I remember as a kid watching some sort of “After School Special” on television that featured someone with epilepsy. After watching the program I was so scared that I would somehow “catch” epilepsy. Unfortunately the special didn’t do a very good job of explaining the disorder.
What is Epilepsy?
Epilepsy is a brain disorder where clusters of neurons, or nerve cells, signal or fire off random, abnormal signals. When the normal pattern of nerve cell signaling is interrupted or disturbed, the body responds with strange sensations, emotions and behaviors. Sometimes when these “mis-firings” occur the body’s reaction is convulsions, spasms or loss of consciousness - called seizures.
Seizures can last anywhere from a few seconds to a few minutes and range in severity. Sometimes seizures pass even without notice. While the term “epileptic” is often used to describe symptoms of seizures, a person is not considered diagnosed an epileptic until they have suffered two or more seizures.
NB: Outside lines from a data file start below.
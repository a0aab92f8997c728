//! Access to the external recommendation service.
//!
//! `RecommendationSource` is the seam: the dashboard talks to it and never to
//! HTTP directly, so the offline source and test stubs slot in unchanged.

pub mod adapter;
pub mod error;
pub mod http;
pub mod offline;
pub mod wire;

use async_trait::async_trait;

use restock_ai::{Decision, RecommendationResult};
use restock_core::{ItemId, StoreId};
use restock_inventory::InventoryItem;

pub use adapter::normalize_warehouse_id;
pub use error::{GENERIC_FAILURE, GatewayError};
pub use http::HttpGateway;
pub use offline::OfflineSource;
pub use wire::Decoded;

#[async_trait]
pub trait RecommendationSource: Send + Sync {
    /// Current stock levels for the session's inventory.
    async fn fetch_inventory(&self) -> Result<Decoded<InventoryItem>, GatewayError>;

    /// One recommendation per item the service has an opinion on.
    async fn recommend_batch(
        &self,
        items: &[InventoryItem],
    ) -> Result<Decoded<RecommendationResult>, GatewayError>;

    /// Forecast and cheapest sourcing for one item at one store.
    async fn decide(&self, sku: &ItemId, store: &StoreId) -> Result<Decision, GatewayError>;
}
Random seizures affect 1 in 10 people and are not uncommon.
Often seizure sufferers feel tired or disoriented when recovering from a seizure. They often have a difficult time remembering the events leading up to the seizure. While there are no concrete findings as to what triggers seizures, there are some suggestions to the cause, such as:
- Bright or flashing lights
- Lack of sleep
- Over-stimulation, like from video games
- Certain medications
If you suffer from epilepsy, it may benefit you to let those around you know about the condition and let them know what to do - and what not to do - should you experience an epileptic seizure in their company. Some things you can instruct them to do include:
- Stay calm
- Assist, but not force the sufferer to lay down
- Remove any backpacks or eye glasses from the sufferer
- Don’t restrain or hold the sufferer
- Remove any sharp objects from the area
- Stay with the sufferer
- Reassure the sufferer after the seizure
While the exact cause of epilepsy is unknown, it is speculated that it may be brought on by physical illness, head injury or abnormal brain development. Being diagnosed with epilepsy simply means you meet the conditions that fit the general symptoms associated with it. It does not indicate that there is mental disorder, and it is not a mental illness. In fact, between seizures, someone diagnosed with epilepsy functions just as normally as anyone else. And no, it is not contagious.
If you’re diagnosed with epilepsy, you may be advised to undergo treatments or take medications. Depending on when in your life you received the diagnosis, your epilepsy may subside, stay the same or get worse. Some children with childhood diagnoses see their symptoms gradually subside as they get older, others do not.
Regardless of the situation, epilepsy is treatable, and many feel early intervention is a key point to minimizing future symptoms and seizures. It has been found that in 80% of those diagnosed with epilepsy, treatment proved effective control of seizures.
There’s no doubt that epilepsy has an impact on your life. But it can be managed effectively, allowing you to live quite normally. And while some fear there is a stigma attached to the disorder, it is better to let others know if you suffer from epilepsy – for your safety and the safety of those around you.